Menu Kapat
Kapat
Ara
Close this search box.

Eski Sovyet Mutfağından Lezzetler: Cafe Pirogi | Kapandı

XPzone Infinia
Okuma Modu

Türkler için yemek yemek her zaman açlık gidermenin çok ötesinde kavramları içinde barındıran bir eylem olmuştur. Yürürken atıştırırım, arabada bir şeyler yerim kavramları bizim için oldukça uzak, bir o kadar da mutsuzluk sebebi eylemlerdir. Kültürümüzde sofralar kurmak, o sofralarda saatlerce oturmak, aile ve dostlarla sohbet etmek vardır. Bu kültür 21. yüzyıl metropol hayatında özünü kaybetmeden evrimleşerek öğle yemeklerinde iş yerinden arkadaşlarla akşamları gündüz görmediğimiz aile-arkadaşlarla buluşarak yeni mekanlarda yemek yemeye dönüşmüştür. Günümüzde teknoloji ve her şeye erişimin kolaylaşması sayesinde yenen yemeğin de çeşitliliği artmıştır. Artık nerede olduğumuzun önemi kalmadan istediğimiz herhangi bir kültürün mutfağına ulaşıp denememiz kolaylaşmıştır. Ankara bu konuda oldukça farklı alternatiflere sahip bir başkent. Cafe Pirogi, bize bu alternatiflerden birini en sevimli haliyle sunmaktadır.

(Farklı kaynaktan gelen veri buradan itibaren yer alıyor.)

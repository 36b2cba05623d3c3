//! Application configuration for menucat.
//!
//! User config lives at `~/.menucat/menucat.toml`.
//! CLI flags override config file values, which override defaults.

use std::path::{Path, PathBuf};
use std::str::FromStr;

use serde::{Deserialize, Serialize};
use url::Url;

use crate::error::{MenuCatError, Result};
use crate::types::RestaurantInfo;

/// Default configuration file name.
const CONFIG_FILE_NAME: &str = "menucat.toml";

/// Default config directory name under the user's home.
const CONFIG_DIR_NAME: &str = ".menucat";

// ---------------------------------------------------------------------------
// Config structs (matching menucat.toml schema)
// ---------------------------------------------------------------------------

/// Top-level application config, deserialized from TOML.
#[derive(Debug, Clone, Default, Serialize, Deserialize)]
pub struct AppConfig {
    /// Restaurant details stamped onto every exported row.
    #[serde(default)]
    pub restaurant: RestaurantInfo,

    /// Heuristic tunables for the extraction engine.
    #[serde(default)]
    pub extraction: ExtractionConfig,

    /// Where and how results are written.
    #[serde(default)]
    pub output: OutputConfig,
}

/// `[extraction]` section; also the runtime config handed to the engine.
///
/// The defaults describe the markup of the ordering pages the heuristics were
/// tuned against: dish and section names in `<h4>`, prices in `<span>`,
/// descriptions in `<p>`, styled-component class names prefixed `sc-`.
#[derive(Debug, Clone, PartialEq, Serialize, Deserialize)]
pub struct ExtractionConfig {
    /// How many ancestor levels a boundary or section walk may climb.
    #[serde(default = "default_max_ancestor_depth")]
    pub max_ancestor_depth: usize,

    /// Currency marker that tags price text.
    #[serde(default = "default_currency_symbol")]
    pub currency_symbol: String,

    /// Tags treated as heading-level (dish and section names).
    #[serde(default = "default_heading_tags")]
    pub heading_tags: Vec<String>,

    /// Tags that mark a distinct content section.
    #[serde(default = "default_section_tags")]
    pub section_tags: Vec<String>,

    /// Tags that mark a content region a heading can belong to (heading walk).
    #[serde(default = "default_landmark_tags")]
    pub landmark_tags: Vec<String>,

    /// Tags that may wrap a single item record.
    #[serde(default = "default_item_container_tags")]
    pub item_container_tags: Vec<String>,

    /// Tags that may carry a `Label (N)` category chip.
    #[serde(default = "default_chip_tags")]
    pub chip_tags: Vec<String>,

    /// Tags that may carry a price.
    #[serde(default = "default_price_tags")]
    pub price_tags: Vec<String>,

    /// Paragraph-level tags that may carry a description.
    #[serde(default = "default_description_tags")]
    pub description_tags: Vec<String>,

    /// Class-name fragment marking a generic content element.
    #[serde(default = "default_content_class_marker")]
    pub content_class_marker: String,

    /// Sections whose text is shorter than this and holds a price are price chips.
    #[serde(default = "default_short_section_len")]
    pub short_section_len: usize,

    /// Longest text accepted by the generic-element name fallback.
    #[serde(default = "default_short_name_len")]
    pub short_name_len: usize,

    /// Marker after which derived descriptions are cut.
    #[serde(default = "default_read_more_marker")]
    pub read_more_marker: String,

    /// Name of the catch-all category used when no category is found.
    #[serde(default = "default_fallback_category")]
    pub fallback_category: String,

    /// Whether to record image sources.
    #[serde(default = "default_true")]
    pub capture_images: bool,
}

impl Default for ExtractionConfig {
    fn default() -> Self {
        Self {
            max_ancestor_depth: default_max_ancestor_depth(),
            currency_symbol: default_currency_symbol(),
            heading_tags: default_heading_tags(),
            section_tags: default_section_tags(),
            landmark_tags: default_landmark_tags(),
            item_container_tags: default_item_container_tags(),
            chip_tags: default_chip_tags(),
            price_tags: default_price_tags(),
            description_tags: default_description_tags(),
            content_class_marker: default_content_class_marker(),
            short_section_len: default_short_section_len(),
            short_name_len: default_short_name_len(),
            read_more_marker: default_read_more_marker(),
            fallback_category: default_fallback_category(),
            capture_images: true,
        }
    }
}

impl From<&AppConfig> for ExtractionConfig {
    fn from(config: &AppConfig) -> Self {
        config.extraction.clone()
    }
}

fn default_max_ancestor_depth() -> usize {
    5
}
fn default_currency_symbol() -> String {
    "₹".into()
}
fn default_heading_tags() -> Vec<String> {
    vec!["h4".into()]
}
fn default_section_tags() -> Vec<String> {
    vec!["section".into()]
}
fn default_landmark_tags() -> Vec<String> {
    vec!["section".into(), "article".into()]
}
fn default_item_container_tags() -> Vec<String> {
    vec!["div".into()]
}
fn default_chip_tags() -> Vec<String> {
    vec!["p".into()]
}
fn default_price_tags() -> Vec<String> {
    vec!["span".into()]
}
fn default_description_tags() -> Vec<String> {
    vec!["p".into()]
}
fn default_content_class_marker() -> String {
    "sc-".into()
}
fn default_short_section_len() -> usize {
    100
}
fn default_short_name_len() -> usize {
    50
}
fn default_read_more_marker() -> String {
    "read more".into()
}
fn default_fallback_category() -> String {
    "Menu Items".into()
}
fn default_true() -> bool {
    true
}

/// Export formats.
#[derive(Debug, Clone, Copy, PartialEq, Eq, Hash, Serialize, Deserialize)]
#[serde(rename_all = "lowercase")]
pub enum OutputFormat {
    Json,
    Csv,
}

impl OutputFormat {
    pub fn extension(&self) -> &'static str {
        match self {
            Self::Json => "json",
            Self::Csv => "csv",
        }
    }

    /// Parse a comma-separated list such as `json,csv`.
    pub fn parse_list(list: &str) -> Result<Vec<Self>> {
        let mut formats = Vec::new();
        for part in list.split(',').map(str::trim).filter(|p| !p.is_empty()) {
            let format: OutputFormat = part.parse()?;
            if !formats.contains(&format) {
                formats.push(format);
            }
        }
        if formats.is_empty() {
            return Err(MenuCatError::config("no output format given"));
        }
        Ok(formats)
    }
}

impl FromStr for OutputFormat {
    type Err = MenuCatError;

    fn from_str(s: &str) -> Result<Self> {
        match s.to_ascii_lowercase().as_str() {
            "json" => Ok(Self::Json),
            "csv" => Ok(Self::Csv),
            other => Err(MenuCatError::config(format!(
                "unknown output format '{other}' (expected json or csv)"
            ))),
        }
    }
}

/// `[output]` section.
#[derive(Debug, Clone, Serialize, Deserialize)]
pub struct OutputConfig {
    /// Directory the export files are written to.
    #[serde(default = "default_output_dir")]
    pub dir: String,

    /// File stem for `<basename>.json` / `<basename>.csv`.
    #[serde(default = "default_basename")]
    pub basename: String,

    /// Formats to write.
    #[serde(default = "default_formats")]
    pub formats: Vec<OutputFormat>,
}

impl Default for OutputConfig {
    fn default() -> Self {
        Self {
            dir: default_output_dir(),
            basename: default_basename(),
            formats: default_formats(),
        }
    }
}

fn default_output_dir() -> String {
    ".".into()
}
fn default_basename() -> String {
    "menu".into()
}
fn default_formats() -> Vec<OutputFormat> {
    vec![OutputFormat::Json, OutputFormat::Csv]
}

// ---------------------------------------------------------------------------
// Config loading
// ---------------------------------------------------------------------------

/// Get the path to the config directory (`~/.menucat/`).
pub fn config_dir() -> Result<PathBuf> {
    let home =
        dirs::home_dir().ok_or_else(|| MenuCatError::config("could not determine home directory"))?;
    Ok(home.join(CONFIG_DIR_NAME))
}

/// Get the path to the config file (`~/.menucat/menucat.toml`).
pub fn config_file_path() -> Result<PathBuf> {
    Ok(config_dir()?.join(CONFIG_FILE_NAME))
}

/// Load the application config from disk. Returns defaults if the file does not exist.
pub fn load_config() -> Result<AppConfig> {
    let path = config_file_path()?;

    if !path.exists() {
        tracing::debug!(?path, "config file not found, using defaults");
        return Ok(AppConfig::default());
    }

    load_config_from(&path)
}

/// Load the application config from a specific file path.
pub fn load_config_from(path: &Path) -> Result<AppConfig> {
    let content = std::fs::read_to_string(path).map_err(|e| MenuCatError::io(path, e))?;

    toml::from_str(&content)
        .map_err(|e| MenuCatError::config(format!("failed to parse {}: {e}", path.display())))
}

/// Create the config directory and write a default config file.
/// Returns the path to the created file.
pub fn init_config() -> Result<PathBuf> {
    let dir = config_dir()?;
    std::fs::create_dir_all(&dir).map_err(|e| MenuCatError::io(&dir, e))?;

    let path = dir.join(CONFIG_FILE_NAME);
    let config = AppConfig::default();
    let content =
        toml::to_string_pretty(&config).map_err(|e| MenuCatError::config(e.to_string()))?;

    std::fs::write(&path, content).map_err(|e| MenuCatError::io(&path, e))?;
    tracing::info!(?path, "created default config file");

    Ok(path)
}

/// Check the values the engine cannot run sensibly without.
pub fn validate_config(config: &AppConfig) -> Result<()> {
    if let Some(source) = &config.restaurant.source_url {
        Url::parse(source).map_err(|e| {
            MenuCatError::config(format!("restaurant.source_url '{source}' is not a URL: {e}"))
        })?;
    }

    let ex = &config.extraction;
    if ex.max_ancestor_depth == 0 {
        return Err(MenuCatError::config(
            "extraction.max_ancestor_depth must be at least 1",
        ));
    }
    if ex.currency_symbol.trim().is_empty() {
        return Err(MenuCatError::config(
            "extraction.currency_symbol must not be empty",
        ));
    }
    // An empty tag list would match every element.
    let tag_lists = [
        ("heading_tags", &ex.heading_tags),
        ("section_tags", &ex.section_tags),
        ("landmark_tags", &ex.landmark_tags),
        ("item_container_tags", &ex.item_container_tags),
        ("chip_tags", &ex.chip_tags),
        ("price_tags", &ex.price_tags),
        ("description_tags", &ex.description_tags),
    ];
    for (key, tags) in tag_lists {
        if tags.iter().all(|t| t.trim().is_empty()) {
            return Err(MenuCatError::config(format!(
                "extraction.{key} must name at least one tag"
            )));
        }
    }
    if ex.fallback_category.trim().is_empty() {
        return Err(MenuCatError::config(
            "extraction.fallback_category must not be empty",
        ));
    }
    if config.output.formats.is_empty() {
        return Err(MenuCatError::config("output.formats must not be empty"));
    }

    Ok(())
}

#[cfg(test)]
mod tests {
    use super::*;

    #[test]
    fn default_config_serializes() {
        let config = AppConfig::default();
        let toml_str = toml::to_string_pretty(&config).expect("serialize default config");
        assert!(toml_str.contains("max_ancestor_depth"));
        assert!(toml_str.contains("Menu Items"));
    }

    #[test]
    fn config_roundtrip() {
        let config = AppConfig::default();
        let toml_str = toml::to_string_pretty(&config).expect("serialize");
        let parsed: AppConfig = toml::from_str(&toml_str).expect("deserialize");
        assert_eq!(parsed.extraction, ExtractionConfig::default());
        assert_eq!(parsed.output.formats, vec![OutputFormat::Json, OutputFormat::Csv]);
    }

    #[test]
    fn config_with_restaurant() {
        let toml_str = r#"
[restaurant]
name = "Local"
location = "Connaught Place, New Delhi"
hours = "12:00 PM to 1:00 AM (Mon-Sun)"
contact = "+91 11 33106243"

[extraction]
max_ancestor_depth = 3
fallback_category = "All Items"
"#;
        let config: AppConfig = toml::from_str(toml_str).expect("parse");
        assert_eq!(config.restaurant.name, "Local");
        assert_eq!(config.extraction.max_ancestor_depth, 3);
        assert_eq!(config.extraction.fallback_category, "All Items");
        // untouched keys keep their defaults
        assert_eq!(config.extraction.heading_tags, vec!["h4".to_string()]);
        assert_eq!(config.output.basename, "menu");
    }

    #[test]
    fn extraction_config_from_app_config() {
        let app = AppConfig::default();
        let ex = ExtractionConfig::from(&app);
        assert_eq!(ex.max_ancestor_depth, 5);
        assert_eq!(ex.currency_symbol, "₹");
        assert_eq!(ex.short_section_len, 100);
    }

    #[test]
    fn output_format_list_parsing() {
        assert_eq!(
            OutputFormat::parse_list("csv, json,csv").expect("parse"),
            vec![OutputFormat::Csv, OutputFormat::Json]
        );
        assert!(OutputFormat::parse_list("xml").is_err());
        assert!(OutputFormat::parse_list(" , ").is_err());
    }

    #[test]
    fn validation_rejects_bad_values() {
        let mut config = AppConfig::default();
        assert!(validate_config(&config).is_ok());

        config.restaurant.source_url = Some("not a url".into());
        let err = validate_config(&config).unwrap_err();
        assert!(err.to_string().contains("source_url"));

        config.restaurant.source_url =
            Some("https://www.zomato.com/ncr/local-connaught-place-new-delhi/order".into());
        config.extraction.max_ancestor_depth = 0;
        assert!(validate_config(&config).is_err());
    }

    #[test]
    fn validation_rejects_empty_tag_lists() {
        let mut config = AppConfig::default();
        config.extraction.price_tags.clear();
        let err = validate_config(&config).unwrap_err();
        assert!(err.to_string().contains("price_tags"));

        let mut config = AppConfig::default();
        config.extraction.item_container_tags = vec!["  ".into()];
        let err = validate_config(&config).unwrap_err();
        assert!(err.to_string().contains("item_container_tags"));

        let mut config = AppConfig::default();
        config.extraction.section_tags.clear();
        assert!(validate_config(&config).is_err());
    }
}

Kahvaltıdan başlayarak günün her saatine uygun yiyecekler bulabileceğiniz bir yer Cafe Pirogi. Ama menünün en ilgi çekici bölümü Kafkas, Rus ve Orta Asya lezzetlerin sunulduğu kısımdır. Sahibi Hülya Hanım’ın Eski Sovyet Mutfağı üzerine eğitim almasıyla başladığı bu eğlenceli yemek macerasını, burada birbirinden lezzetli tariflerle ve Rusya’dan gelen orijinal ürünlerle deneyimlemeniz mümkün.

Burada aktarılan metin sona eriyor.